Circa un anno fa, interrompevo le riflessioni sullo smartphone in negozio per ragionare sull’emergenza sanitaria e l’impatto sul retail. Dopo 12 mesi la situazione è cambiata, anche se non necessariamente migliorata. Quando finirà la pandemia? Nessuno può prevederlo, neanche gli esperti. Quando il commercio tornerà normale? Normale sarà “come prima”? Altri interrogativi a cui nessuno può dare risposta certa.

Ci sono alcuni dati che ci possono far ragionare. Ad esempio in alcuni paesi c’è ancora molto contagio anche se la campagna vaccinale procede di buon ritmo. Le varianti del virus pongono un’ulteriore incognita. È quindi probabile che nel breve e medio periodo rimarranno alcune misure igieniche per contenere la diffusione del virus. L’impatto sul retail? Le modalità di accesso ai negozi, la prevenzione di assembramenti, il riconoscimento dei sintomi sono i primi temi che vengono in mente. Ce ne sono molti altri, forse meno direttamente associati al commercio, ma altrettanto importanti. Lo smart-working ha spostato molte persone fuori dai grandi centri abitati, e ciò influisce ad esempio sulla ristorazione: la pausa pranzo avviene altrove e diversamente. Se anche riaprono bar e ristoranti, non è detto che i clienti di prima siano ancora in quel luogo. Similmente anche gli acquisti ne risentono: i negozi vicino agli uffici hanno ora meno passaggio di prima, mentre quelli locali si sono attrezzati per la consegna a domicilio. Rimarrà così anche dopo?

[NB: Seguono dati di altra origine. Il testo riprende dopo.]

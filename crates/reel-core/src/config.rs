use std::path::Path;

use serde::{Deserialize, Serialize};
use tracing::{info, warn};

use crate::error::{ReelError, Result};

/// Top-level configuration for a Reel deployment.
///
/// Loaded from a TOML file; every section and field has a default so a
/// partial (or absent) file is always usable.
#[derive(Debug, Clone, Default, Serialize, Deserialize)]
pub struct ReelConfig {
    #[serde(default)]
    pub general: GeneralConfig,
    #[serde(default)]
    pub session: SessionConfig,
    #[serde(default)]
    pub policy: PolicyConfig,
}

impl ReelConfig {
    /// Load configuration from a TOML file.
    pub fn load(path: &Path) -> Result<Self> {
        let content = std::fs::read_to_string(path)?;
        let config: ReelConfig = toml::from_str(&content)?;
        info!("Configuration loaded from {}", path.display());
        Ok(config)
    }

    /// Load configuration, falling back to defaults if the file is missing
    /// or malformed.
    pub fn load_or_default(path: &Path) -> Self {
        match Self::load(path) {
            Ok(config) => config,
            Err(e) => {
                warn!(
                    "Failed to load config from {}: {}. Using defaults.",
                    path.display(),
                    e
                );
                Self::default()
            }
        }
    }

    /// Save the current configuration to a TOML file.
    pub fn save(&self, path: &Path) -> Result<()> {
        if let Some(parent) = path.parent() {
            std::fs::create_dir_all(parent)?;
        }
        let content = toml::to_string_pretty(self).map_err(|e| ReelError::Config(e.to_string()))?;
        std::fs::write(path, content)?;
        info!("Configuration saved to {}", path.display());
        Ok(())
    }
}

/// General application settings.
#[derive(Debug, Clone, Serialize, Deserialize)]
#[serde(default)]
pub struct GeneralConfig {
    /// Log level: trace, debug, info, warn, error.
    pub log_level: String,
}

impl Default for GeneralConfig {
    fn default() -> Self {
        Self {
            log_level: "info".to_string(),
        }
    }
}

/// Session settings. Advisory for hosting services; the core itself never
/// reaps sessions on a timer.
#[derive(Debug, Clone, Serialize, Deserialize)]
#[serde(default)]
pub struct SessionConfig {
    /// Minutes of user silence after which a host may discard a session.
    pub timeout_minutes: u32,
}

impl Default for SessionConfig {
    fn default() -> Self {
        Self { timeout_minutes: 30 }
    }
}

/// Dialog-policy tuning knobs.
#[derive(Debug, Clone, Serialize, Deserialize)]
#[serde(default)]
pub struct PolicyConfig {
    /// Maximum number of candidates presented in a short list.
    pub max_list_size: usize,
    /// Minimum number of active constraints before the policy will try to
    /// disambiguate (below this, alternatives requests are rejected and a
    /// broad match triggers the specific-or-suggestion confirmation).
    pub min_constraints: usize,
}

impl Default for PolicyConfig {
    fn default() -> Self {
        Self {
            max_list_size: 3,
            min_constraints: 2,
        }
    }
}
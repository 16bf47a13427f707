//! Shared foundation for the Reel dialog manager.
//!
//! Defines the typed vocabulary every other crate speaks: slots, user
//! signals, system decisions, configuration, and the top-level error type.

pub mod config;
pub mod error;
pub mod types;

pub use config::ReelConfig;
pub use error::{ReelError, Result};
pub use types::*;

Le regole della logistica fanno pensare diversamente. È molto più efficiente distribuire le merci da pochi grandi centri organizzati che coprire capillarmente il territorio. È un aspetto importante, immune ai virus, che insieme alla forte urbanizzazione è alla base della precedente sofferenza dei commercianti delle aree meno cittadine. Sparite le limitazioni, o quantomeno fortemente allentate, tornerà inevitabilmente tutto come prima?

Molto difficile, per almeno due motivi di cui uno già citato: lo smart-working. L’altro è il cambio di abitudine dei consumatori. Prendiamo come riferimento una ricerca condotta negli Stati Uniti da McKinsey nel pieno boom del coronavirus. 3 su 4 consumatori hanno modificato il loro comportamento di acquisto. Le cinque risposte principali riguardano differenze ne: modo di acquisto (ad esempio order&collect), marche diverse, diversi negozi o siti e-commerce, uso di private label e transizione all’ordine online. Per ognuna di queste categorie alla domanda “pensa di mantenere questo nuovo comportamento anche quando l’emergenza sanitaria sarà passata?” le risposte positive oscillano fra il 73% e l’80%. Non è difficile crederci. Se il cliente si abitua a consultare le promozioni sul volantino digitale, o su una app che aggrega promozioni perché dovrebbe domani tornare alla carta?

Anche l’offerta si è adeguata e non tornerà indietro. I commercianti di prossimità si sono ingegnati a fornire servizi a valore aggiunto alla clientela locale, e questo li aiuterà in futuro a contrastare quella regola della logistica di cui parlavamo prima.